Exercise aim:
Retrieve every line of the data holding the word "clean".

Raw data:

//! Compress-then-encrypt sealing of record payloads.

use super::keys::KeyPair;
use crate::error::{Result, StoreError};
use aes_gcm::aead::{Aead, AeadCore, KeyInit, OsRng};
use aes_gcm::{Aes256Gcm, Nonce};
use base64::engine::general_purpose::STANDARD;
use base64::Engine;
use rsa::Oaep;
use sha2::Sha256;
use std::sync::Arc;

/// Current sealed-frame format version.
pub const SEAL_VERSION: u8 = 1;

/// AES-GCM nonce size.
const NONCE_SIZE: usize = 12;

/// Data key size (AES-256).
const DATA_KEY_SIZE: usize = 32;

/// Seals and opens payloads with the store key pair.
///
/// Frame layout before base64:
/// `version | wrapped_len (u16 BE) | wrapped key | nonce | ciphertext+tag`
#[derive(Clone, Debug)]
pub struct Sealer {
    keys: Arc<KeyPair>,
    max_payload: usize,
}

impl Sealer {
    pub fn new(keys: KeyPair, max_payload: usize) -> Self {
        Self {
            keys: Arc::new(keys),
            max_payload,
        }
    }

    /// Largest plaintext accepted by [`Sealer::seal`].
    pub fn max_payload(&self) -> usize {
        self.max_payload
    }

    /// Compress, encrypt and encode `plaintext`.
    pub fn seal(&self, plaintext: &[u8]) -> Result<String> {
        if plaintext.len() > self.max_payload {
            return Err(StoreError::PayloadTooLarge {
                size: plaintext.len(),
                max: self.max_payload,
            });
        }

        let compressed = lz4_flex::compress_prepend_size(plaintext);

        let data_key = Aes256Gcm::generate_key(OsRng);
        let nonce = Aes256Gcm::generate_nonce(&mut OsRng);
        let ciphertext = Aes256Gcm::new(&data_key)
            .encrypt(&nonce, compressed.as_slice())
            .map_err(|e| StoreError::Crypto(format!("Payload encryption failed: {}", e)))?;

        let mut rng = rand::rngs::OsRng;
        let wrapped = self
            .keys
            .public()
            .encrypt(&mut rng, Oaep::new::<Sha256>(), data_key.as_slice())
            .map_err(|e| StoreError::Crypto(format!("Key wrapping failed: {}", e)))?;
        let wrapped_len = u16::try_from(wrapped.len())
            .map_err(|_| StoreError::Crypto("Wrapped key too long".into()))?;

        let mut frame = Vec::with_capacity(3 + wrapped.len() + NONCE_SIZE + ciphertext.len());
        frame.push(SEAL_VERSION);
        frame.extend_from_slice(&wrapped_len.to_be_bytes());
        frame.extend_from_slice(&wrapped);
        frame.extend_from_slice(nonce.as_slice());
        frame.extend_from_slice(&ciphertext);

        Ok(STANDARD.encode(frame))
    }

    /// Decode, decrypt and decompress sealed text.
    pub fn open(&self, sealed: &str) -> Result<Vec<u8>> {
        let frame = STANDARD
            .decode(sealed.trim())
            .map_err(|e| StoreError::Crypto(format!("Sealed text is not base64: {}", e)))?;

        let (version, rest) = frame
            .split_first()
            .ok_or_else(|| StoreError::Crypto("Empty sealed frame".into()))?;
        if *version != SEAL_VERSION {
            return Err(StoreError::Crypto(format!(
                "Unsupported sealed frame version: {}",
                version
            )));
        }
        if rest.len() < 2 {
            return Err(StoreError::Crypto("Truncated sealed frame".into()));
        }
        let wrapped_len = u16::from_be_bytes([rest[0], rest[1]]) as usize;
        let rest = &rest[2..];
        if rest.len() < wrapped_len + NONCE_SIZE {
            return Err(StoreError::Crypto("Truncated sealed frame".into()));
        }
        let (wrapped, rest) = rest.split_at(wrapped_len);
        let (nonce, ciphertext) = rest.split_at(NONCE_SIZE);

        let data_key = self
            .keys
            .private()
            .decrypt(Oaep::new::<Sha256>(), wrapped)
            .map_err(|e| StoreError::Crypto(format!("Key unwrapping failed: {}", e)))?;
        if data_key.len() != DATA_KEY_SIZE {
            return Err(StoreError::Crypto("Unwrapped data key has wrong size".into()));
        }

        let cipher = Aes256Gcm::new_from_slice(&data_key)
            .map_err(|e| StoreError::Crypto(format!("Invalid data key: {}", e)))?;
        let compressed = cipher
            .decrypt(Nonce::from_slice(nonce), ciphertext)
            .map_err(|e| StoreError::Crypto(format!("Payload decryption failed: {}", e)))?;

        // The size prefix drives the allocation, so bound it before decompressing.
        if compressed.len() < 4 {
            return Err(StoreError::Crypto("Compressed payload too short".into()));
        }
        let declared = u32::from_le_bytes([compressed[0], compressed[1], compressed[2], compressed[3]])
            as usize;
        if declared > self.max_payload {
            return Err(StoreError::Crypto(format!(
                "Compressed payload declares {} bytes (max {})",
                declared, self.max_payload
            )));
        }

        lz4_flex::decompress_size_prepended(&compressed)
            .map_err(|e| StoreError::Crypto(format!("Decompression failed: {}", e)))
    }
}

#[cfg(test)]
mod tests {
    use super::*;
    use crate::test_support::test_keys;

    fn sealer() -> Sealer {
        Sealer::new(test_keys(), 1024 * 1024)
    }

    #[test]
    fn test_seal_open_round_trip() {
        let sealer = sealer();
        let sealed = sealer.seal(b"hello, shard").unwrap();
        assert_eq!(sealer.open(&sealed).unwrap(), b"hello, shard");
    }

    #[test]
    fn test_sealed_text_is_printable_and_comma_free() {
        let sealed = sealer().seal(&[0u8, 255, 44, 10, 13]).unwrap();
        assert!(sealed.chars().all(|c| c.is_ascii_graphic()));
        assert!(!sealed.contains(','));
    }

    #[test]
    fn test_payloads_beyond_the_rsa_block_are_sealed() {
        // Far past what a 1024-bit OAEP block could carry directly.
        let payload: Vec<u8> = (0..50_000u32).map(|i| (i % 251) as u8).collect();
        let sealer = sealer();
        let sealed = sealer.seal(&payload).unwrap();
        assert_eq!(sealer.open(&sealed).unwrap(), payload);
    }

    #[test]
    fn test_sealing_is_randomised() {
        let sealer = sealer();
        assert_ne!(sealer.seal(b"same").unwrap(), sealer.seal(b"same").unwrap());
    }

    #[test]
    fn test_oversized_payload_is_rejected() {
        let sealer = Sealer::new(test_keys(), 8);
        let result = sealer.seal(b"nine bytes");
        assert!(matches!(
            result,
            Err(StoreError::PayloadTooLarge { size: 10, max: 8 })
        ));
    }

    #[test]
    fn test_tampered_ciphertext_fails_to_open() {
        let sealer = sealer();
        let sealed = sealer.seal(b"integrity matters").unwrap();
        let mut frame = STANDARD.decode(&sealed).unwrap();
        let last = frame.len() - 1;
        frame[last] ^= 0x01;
        let tampered = STANDARD.encode(frame);
        assert!(matches!(sealer.open(&tampered), Err(StoreError::Crypto(_))));
    }

    #[test]
    fn test_garbage_fails_to_open() {
        let sealer = sealer();
        assert!(matches!(sealer.open("%%%"), Err(StoreError::Crypto(_))));
        assert!(matches!(sealer.open(""), Err(StoreError::Crypto(_))));
        assert!(matches!(
            sealer.open(&STANDARD.encode([SEAL_VERSION, 0, 200])),
            Err(StoreError::Crypto(_))
        ));
    }

    #[test]
    fn test_wrong_key_fails_to_open() {
        let sealed = sealer().seal(b"for someone else").unwrap();
        let mut rng = rand::thread_rng();
        let other = KeyPair::new(rsa::RsaPrivateKey::new(&mut rng, 1024).unwrap());
        let stranger = Sealer::new(other, 1024);
        assert!(matches!(stranger.open(&sealed), Err(StoreError::Crypto(_))));
    }
}
//! # Flatshard
//!
//! A concurrent, durable, sharded flat-record store.
//!
//! ## Core Concepts
//!
//! - **Shards**: Records live in CSV-style files of `shard_size` ids each
//! - **Sealing**: Every payload is compressed, encrypted and wrapped before it is written
//! - **WAL**: Each mutation is logged before it touches a shard
//! - **Indexes**: Optional in-memory maps from `ID`, `Type` or `Value` to record ids
//! - **Transactions**: One shard at a time, staged in a copy until commit
//! - **Access control**: Users with admin, editor or viewer roles
//!
//! Every operation returns an [`OpHandle`] resolved by the worker pool.
//!
//! ## Example
//!
//! ```ignore
//! use flatshard::{KeyPair, Role, Store, StoreConfig, Value};
//!
//! let store = Store::open_or_create(
//!     StoreConfig {
//!         path: "./my-store".into(),
//!         ..Default::default()
//!     },
//!     KeyPair::from_pem_files("private.pem", "public.pem")?,
//! )?;
//! store.add_user("admin", "secret", Role::Admin)?;
//! store.authenticate("admin", "secret")?;
//!
//! let id = store.insert(Value::tuple([1i64.into(), "one".into()]))?.wait()?;
//! assert!(store.query(id)?.wait()?.is_some());
//!
//! store.create_index("Type")?.wait()?;
//! ```

pub mod access;
pub mod concurrency;
pub mod crypto;
pub mod error;
pub mod index;
pub mod oplog;
pub mod schema;
pub mod shards;
pub mod store;
pub mod transaction;
pub mod types;
pub mod wal;

#[cfg(test)]
mod test_support;

// Re-exports
pub use access::{AccessControl, Permission, Role, User};
pub use concurrency::{CounterState, OpHandle, WorkerPool};
pub use crypto::{KeyPair, Sealer};
pub use error::{Result, StoreError};
pub use index::{IndexField, IndexKey, IndexManager};
pub use oplog::{LogEntry, OperationLog};
pub use schema::{Schema, ValueKind};
pub use store::{CompactionReport, Store, StoreConfig};
pub use transaction::{OpenTransaction, TransactionState};
pub use types::*;
pub use wal::{WalEntry, WalOperation, WriteAheadLog};
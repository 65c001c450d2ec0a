//! Operation log.
//!
//! A CSV audit trail of completed operations, separate from the WAL: the
//! WAL records intents, this file records who did what and how it ended.

use crate::error::{Result, StoreError};
use crate::types::Timestamp;
use parking_lot::Mutex;
use std::fs::{File, OpenOptions};
use std::io::{BufRead, BufReader, BufWriter, Write};
use std::path::{Path, PathBuf};

/// Header row of the operation log.
pub const LOG_HEADER: &str = "Timestamp,User,Operation,Details";

/// User recorded when no session is active.
pub const SYSTEM_USER: &str = "System";

/// One operation log line.
#[derive(Clone, Debug, PartialEq, Eq)]
pub struct LogEntry {
    pub timestamp: Timestamp,
    pub user: String,
    pub operation: String,
    pub details: String,
}

impl LogEntry {
    pub fn to_line(&self) -> String {
        format!(
            "{},{},{},{}",
            self.timestamp, self.user, self.operation, self.details
        )
    }

    pub fn parse(line: &str) -> Result<Self> {
        let mut parts = line.splitn(4, ',');
        let timestamp = parts
            .next()
            .and_then(Timestamp::parse)
            .ok_or_else(|| StoreError::InvalidFormat(format!("Bad log timestamp: {}", line)))?;
        let (user, operation) = match (parts.next(), parts.next()) {
            (Some(user), Some(operation)) => (user.to_string(), operation.to_string()),
            _ => {
                return Err(StoreError::InvalidFormat(format!(
                    "Truncated log line: {}",
                    line
                )))
            }
        };
        Ok(Self {
            timestamp,
            user,
            operation,
            details: parts.next().unwrap_or_default().to_string(),
        })
    }
}

/// Append-only operation log file.
pub struct OperationLog {
    path: PathBuf,
    writer: Mutex<BufWriter<File>>,
}

impl OperationLog {
    /// Create or open the log, writing the header into a new file.
    pub fn open(path: impl AsRef<Path>) -> Result<Self> {
        let path = path.as_ref().to_path_buf();
        let file = OpenOptions::new().create(true).append(true).open(&path)?;
        let fresh = file.metadata()?.len() == 0;

        let mut writer = BufWriter::new(file);
        if fresh {
            writeln!(writer, "{}", LOG_HEADER)?;
            writer.flush()?;
        }

        Ok(Self {
            path,
            writer: Mutex::new(writer),
        })
    }

    pub fn path(&self) -> &Path {
        &self.path
    }

    /// Append one entry. `user` is `None` for system-initiated work.
    pub fn record(&self, user: Option<&str>, operation: &str, details: &str) -> Result<()> {
        let entry = LogEntry {
            timestamp: Timestamp::now(),
            user: clean(user.unwrap_or(SYSTEM_USER)).replace(',', " "),
            operation: clean(operation).replace(',', " "),
            details: clean(details),
        };

        let mut writer = self.writer.lock();
        writer.write_all(entry.to_line().as_bytes())?;
        writer.write_all(b"\n")?;
        writer.flush()?;
        Ok(())
    }

    /// Append one entry, reporting but not propagating a failure.
    ///
    /// Used on paths that are already failing or whose result must not
    /// depend on the audit file.
    pub fn record_quietly(&self, user: Option<&str>, operation: &str, details: &str) {
        if let Err(e) = self.record(user, operation, details) {
            tracing::error!(error = %e, operation, "failed to write operation log");
        }
    }

    /// All entries after the header.
    pub fn entries(&self) -> Result<Vec<LogEntry>> {
        let file = File::open(&self.path)?;
        let mut entries = Vec::new();
        for line in BufReader::new(file).lines().skip(1) {
            let line = line?;
            if line.trim().is_empty() {
                continue;
            }
            entries.push(LogEntry::parse(&line)?);
        }
        Ok(entries)
    }
}

fn clean(text: &str) -> String {
    text.replace(['\n', '\r'], " ")
}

Solution:
            user: clean(user.unwrap_or(SYSTEM_USER)).replace(',', " "),
            operation: clean(operation).replace(',', " "),
            details: clean(details),
fn clean(text: &str) -> String {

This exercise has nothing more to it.